**DIRECTIONS FOR THIS TASK:** Where does the string "value" appear in the material? Copy each line that holds it.

**SOURCE DATA:**
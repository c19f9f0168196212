//! Processing ledger
//!
//! The durable, append-only record of per-archive outcomes and the
//! pipeline's idempotency gate. Persisted as a bare JSON array at a fixed
//! object name; a save fully replaces the prior object.

use posort_common::{PosortError, Result};
use posort_storage::BlobStorage;
use serde::{Deserialize, Serialize};
use std::collections::HashSet;
use tracing::{debug, info};

use crate::outcome::ArchiveOutcome;

/// Well-known object name of the persisted ledger.
pub const LEDGER_OBJECT: &str = "processing_metadata.json";

/// In-memory ledger, owned by the driver for the duration of one run.
#[derive(Debug, Default, Serialize, Deserialize)]
#[serde(transparent)]
pub struct Ledger {
    outcomes: Vec<ArchiveOutcome>,
}

impl Ledger {
    pub fn new() -> Self {
        Self::default()
    }

    /// Names of all archives with a recorded outcome, whatever the status.
    pub fn archive_names(&self) -> HashSet<&str> {
        self.outcomes.iter().map(|o| o.zip.as_str()).collect()
    }

    pub fn push(&mut self, outcome: ArchiveOutcome) {
        self.outcomes.push(outcome);
    }

    pub fn len(&self) -> usize {
        self.outcomes.len()
    }

    pub fn is_empty(&self) -> bool {
        self.outcomes.is_empty()
    }

    pub fn iter(&self) -> impl Iterator<Item = &ArchiveOutcome> {
        self.outcomes.iter()
    }
}

/// Loads and saves the ledger from its backing object.
pub struct LedgerStore<'a> {
    storage: &'a dyn BlobStorage,
    container: &'a str,
}

impl<'a> LedgerStore<'a> {
    pub fn new(storage: &'a dyn BlobStorage, container: &'a str) -> Self {
        Self { storage, container }
    }

    /// Load the ledger. An absent backing object yields an empty ledger; a
    /// present but undeserializable one is fatal. Silently resetting a
    /// corrupt ledger would reprocess and duplicate every prior archive.
    pub async fn load(&self) -> Result<Ledger> {
        match self.storage.fetch(self.container, LEDGER_OBJECT).await? {
            None => {
                debug!("No ledger object found, starting empty");
                Ok(Ledger::new())
            },
            Some(bytes) => {
                let ledger: Ledger =
                    serde_json::from_slice(&bytes).map_err(|e| PosortError::LedgerCorrupt {
                        object: LEDGER_OBJECT.to_string(),
                        reason: e.to_string(),
                    })?;
                info!(archives = ledger.len(), "Loaded processing ledger");
                Ok(ledger)
            },
        }
    }

    /// Serialize and store the ledger, replacing the prior object.
    pub async fn save(&self, ledger: &Ledger) -> Result<()> {
        let bytes = serde_json::to_vec(ledger)?;

        self.storage
            .store(self.container, LEDGER_OBJECT, bytes, true)
            .await?;

        info!(archives = ledger.len(), "Saved processing ledger");

        Ok(())
    }
}

#[cfg(test)]
mod tests {
    use super::*;
    use crate::outcome::ArchiveOutcome;
    use crate::status::ArchiveStatus;
    use posort_storage::MemoryBlobStorage;

    #[tokio::test]
    async fn load_returns_empty_ledger_when_object_absent() {
        let storage = MemoryBlobStorage::new();
        let store = LedgerStore::new(&storage, "bucket");

        let ledger = store.load().await.unwrap();
        assert!(ledger.is_empty());
    }

    #[tokio::test]
    async fn load_fails_on_corrupt_object_instead_of_resetting() {
        let storage = MemoryBlobStorage::new();
        storage.insert("bucket", LEDGER_OBJECT, b"{not json".to_vec());
        let store = LedgerStore::new(&storage, "bucket");

        let err = store.load().await.unwrap_err();
        assert!(matches!(err, PosortError::LedgerCorrupt { .. }));
    }

    #[tokio::test]
    async fn save_then_load_round_trips() {
        let storage = MemoryBlobStorage::new();
        let store = LedgerStore::new(&storage, "bucket");

        let mut ledger = Ledger::new();
        ledger.push(ArchiveOutcome::failed("a.zip", ArchiveStatus::CsvNotFound));
        ledger.push(ArchiveOutcome::failed(
            "b.zip",
            ArchiveStatus::UnableToReadZip,
        ));
        store.save(&ledger).await.unwrap();

        let loaded = store.load().await.unwrap();
        assert_eq!(loaded.len(), 2);
        assert_eq!(
            loaded.archive_names(),
            ["a.zip", "b.zip"].into_iter().collect()
        );
    }

    #[tokio::test]
    async fn persisted_form_is_a_bare_json_array() {
        let storage = MemoryBlobStorage::new();
        let store = LedgerStore::new(&storage, "bucket");

        let mut ledger = Ledger::new();
        ledger.push(ArchiveOutcome::failed("a.zip", ArchiveStatus::Error));
        store.save(&ledger).await.unwrap();

        let bytes = storage.get("bucket", LEDGER_OBJECT).unwrap();
        let value: serde_json::Value = serde_json::from_slice(&bytes).unwrap();
        assert!(value.is_array());
        assert_eq!(value[0]["zip"], "a.zip");
        assert_eq!(value[0]["status"], "Error");
    }

    #[tokio::test]
    async fn save_replaces_prior_object() {
        let storage = MemoryBlobStorage::new();
        let store = LedgerStore::new(&storage, "bucket");

        let mut ledger = Ledger::new();
        ledger.push(ArchiveOutcome::failed("a.zip", ArchiveStatus::Error));
        store.save(&ledger).await.unwrap();

        ledger.push(ArchiveOutcome::failed("b.zip", ArchiveStatus::Error));
        store.save(&ledger).await.unwrap();

        let loaded = store.load().await.unwrap();
        assert_eq!(loaded.len(), 2);
    }
}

**RESULT OF THE TASK:**
        let value: serde_json::Value = serde_json::from_slice(&bytes).unwrap();
        assert!(value.is_array());
        assert_eq!(value[0]["zip"], "a.zip");
        assert_eq!(value[0]["status"], "Error");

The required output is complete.